§ Exercise requirements
Every line from the start of the records below to the line containing "Hash, PartialOrd, Ord)]" should be retyped exactly, that line included, and no others.

§ Material for this task
use std::{
    collections::HashSet,
    ops::{Index, IndexMut},
};

use crate::{cursor::Position, distribution::WeightedDistribution};

use super::charclass::CharClassSet;

/// Stable handle of a node inside its grammar's arena.
#[derive(Clone, Copy, Debug, PartialEq, Eq, Hash, PartialOrd, Ord)]
pub struct NodeId(pub(crate) usize);

/// Match repetition bounds; `max == None` is unbounded.
#[derive(Clone, Copy, Debug, PartialEq, Eq)]
pub struct Repetition {
    pub min: usize,
    pub max: Option<usize>,
}

impl Repetition {
    pub const ONCE: Repetition = Repetition {
        min: 1,
        max: Some(1),
    };
    pub const OPTIONAL: Repetition = Repetition {
        min: 0,
        max: Some(1),
    };
    pub const AT_LEAST_ONCE: Repetition = Repetition { min: 1, max: None };
    pub const ANY: Repetition = Repetition { min: 0, max: None };

    pub fn admits(&self, count: usize) -> bool {
        count >= self.min && self.max.map_or(true, |max| count <= max)
    }
}

/// Generation repetition bounds. `max == None` falls back to the engine's
/// `max_gen_repetition` ceiling at generation time.
#[derive(Clone, Copy, Debug, PartialEq)]
pub struct GenRepetition {
    pub min: usize,
    pub max: Option<usize>,
    pub pow: f64,
}

impl From<Repetition> for GenRepetition {
    fn from(value: Repetition) -> Self {
        GenRepetition {
            min: value.min,
            max: value.max,
            pow: 1.0,
        }
    }
}

#[derive(Clone, Debug)]
pub struct Alternation {
    pub children: Vec<NodeId>,
    /// configured choice weights, keyed by child position
    pub weights: WeightedDistribution<usize>,
    /// one/zero weights selecting only children that cannot recurse
    pub non_recursive: WeightedDistribution<usize>,
}

impl Alternation {
    fn new() -> Self {
        Alternation {
            children: vec![],
            weights: WeightedDistribution::uniform(vec![]),
            non_recursive: WeightedDistribution::uniform(vec![]),
        }
    }
}

#[derive(Clone, Debug)]
pub enum NodeKind {
    Terminal(String),
    CharClass(CharClassSet),
    NonTerminal {
        rule: String,
        target: Option<NodeId>,
    },
    SubExpression(Vec<NodeId>),
    Alternative(Alternation),
    Expression {
        rule: String,
        children: Vec<NodeId>,
    },
    LookAhead {
        positive: bool,
        child: Option<NodeId>,
    },
    Cut,
}

#[derive(Clone, Debug)]
pub struct Node {
    pub kind: NodeKind,
    pub position: Position,
    pub repetition: Repetition,
    pub generation: GenRepetition,
    pub name: Option<String>,
    pub parent: Option<NodeId>,
}

impl Node {
    pub fn new(kind: NodeKind, position: Position) -> Self {
        Node {
            kind,
            position,
            repetition: Repetition::ONCE,
            generation: Repetition::ONCE.into(),
            name: None,
            parent: None,
        }
    }

    pub fn alternative(position: Position) -> Self {
        Node::new(NodeKind::Alternative(Alternation::new()), position)
    }

    pub fn set_repetition(&mut self, repetition: Repetition) {
        self.repetition = repetition;
        self.generation = repetition.into();
    }

    pub fn children(&self) -> &[NodeId] {
        match &self.kind {
            NodeKind::SubExpression(children) | NodeKind::Expression { children, .. } => children,
            NodeKind::Alternative(alternation) => &alternation.children,
            NodeKind::LookAhead {
                child: Some(child), ..
            } => std::slice::from_ref(child),
            _ => &[],
        }
    }

    /// Appends a child to a container node. Leaves and already filled
    /// lookaheads refuse and return `false`.
    pub fn push_child(&mut self, id: NodeId) -> bool {
        match &mut self.kind {
            NodeKind::SubExpression(children) | NodeKind::Expression { children, .. } => {
                children.push(id)
            }
            NodeKind::Alternative(alternation) => alternation.children.push(id),
            NodeKind::LookAhead { child, .. } if child.is_none() => *child = Some(id),
            _ => return false,
        }
        true
    }

    pub fn is_alternative(&self) -> bool {
        matches!(self.kind, NodeKind::Alternative(_))
    }

    /// Short description used in backtraces and match traces.
    pub fn describe(&self) -> String {
        match &self.kind {
            NodeKind::Terminal(literal) => format!("Terminal: '{literal}'"),
            NodeKind::CharClass(set) => format!("CharacterClass: '{}'", set.source()),
            NodeKind::NonTerminal { rule, .. } => format!("NonTerminal: '{rule}'"),
            NodeKind::SubExpression(_) => "SubExpression".to_string(),
            NodeKind::Alternative(_) => "AlternativeExpression".to_string(),
            NodeKind::Expression { rule, .. } => format!("Expression: '{rule}'"),
            NodeKind::LookAhead { positive: true, .. } => "positive LookAhead".to_string(),
            NodeKind::LookAhead { positive: false, .. } => "negative LookAhead".to_string(),
            NodeKind::Cut => "Cut".to_string(),
        }
    }

    pub fn match_error_label(&self) -> String {
        format!("Could not match {}", self.describe())
    }
}

#[derive(Clone, Debug, Default)]
pub struct NodeArena {
    nodes: Vec<Node>,
    /// rule roots whose expansion can never reach a rule reference cycle
    finite_rules: HashSet<NodeId>,
}

impl NodeArena {
    pub fn alloc(&mut self, node: Node) -> NodeId {
        self.nodes.push(node);
        NodeId(self.nodes.len() - 1)
    }

    pub fn len(&self) -> usize {
        self.nodes.len()
    }

    pub fn is_empty(&self) -> bool {
        self.nodes.is_empty()
    }

    pub fn ids(&self) -> impl Iterator<Item = NodeId> {
        (0..self.nodes.len()).map(NodeId)
    }

    /// Links `child` under `parent`, recording the back-reference.
    pub fn adopt(&mut self, parent: NodeId, child: NodeId) -> bool {
        if !self.nodes[parent.0].push_child(child) {
            return false;
        }
        self.nodes[child.0].parent = Some(parent);
        true
    }

    pub fn set_finite_rules(&mut self, rules: HashSet<NodeId>) {
        self.finite_rules = rules;
    }

    pub fn is_finite_rule(&self, id: NodeId) -> bool {
        self.finite_rules.contains(&id)
    }

    /// Whether the subtree under `id` references a rule that is not finite.
    /// Lookaheads never generate anything and count as non-recursive.
    pub fn is_potentially_recursive(&self, id: NodeId) -> bool {
        match &self[id].kind {
            NodeKind::NonTerminal { target, .. } => {
                target.map_or(true, |target| !self.is_finite_rule(target))
            }
            NodeKind::LookAhead { .. } => false,
            _ => self[id]
                .children()
                .iter()
                .any(|child| self.is_potentially_recursive(*child)),
        }
    }

    /// Targets of the rule references generated under `id`, skipping lookaheads.
    pub fn referenced_rules(&self, id: NodeId) -> Vec<NodeId> {
        match &self[id].kind {
            NodeKind::NonTerminal { target, .. } => target.iter().copied().collect(),
            NodeKind::LookAhead { .. } => vec![],
            _ => self[id]
                .children()
                .iter()
                .flat_map(|child| self.referenced_rules(*child))
                .collect(),
        }
    }

    /// Depth-first search for a node bound to `name` within one rule.
    pub fn find_named(&self, root: NodeId, name: &str) -> Option<NodeId> {
        if self[root].name.as_deref() == Some(name) {
            return Some(root);
        }

        self[root]
            .children()
            .iter()
            .find_map(|child| self.find_named(*child, name))
    }
}

impl Index<NodeId> for NodeArena {
    type Output = Node;

    fn index(&self, index: NodeId) -> &Self::Output {
        &self.nodes[index.0]
    }
}

impl IndexMut<NodeId> for NodeArena {
    fn index_mut(&mut self, index: NodeId) -> &mut Self::Output {
        &mut self.nodes[index.0]
    }
}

§ Exercise output
use std::{
    collections::HashSet,
    ops::{Index, IndexMut},
};

use crate::{cursor::Position, distribution::WeightedDistribution};

use super::charclass::CharClassSet;

/// Stable handle of a node inside its grammar's arena.
#[derive(Clone, Copy, Debug, PartialEq, Eq, Hash, PartialOrd, Ord)]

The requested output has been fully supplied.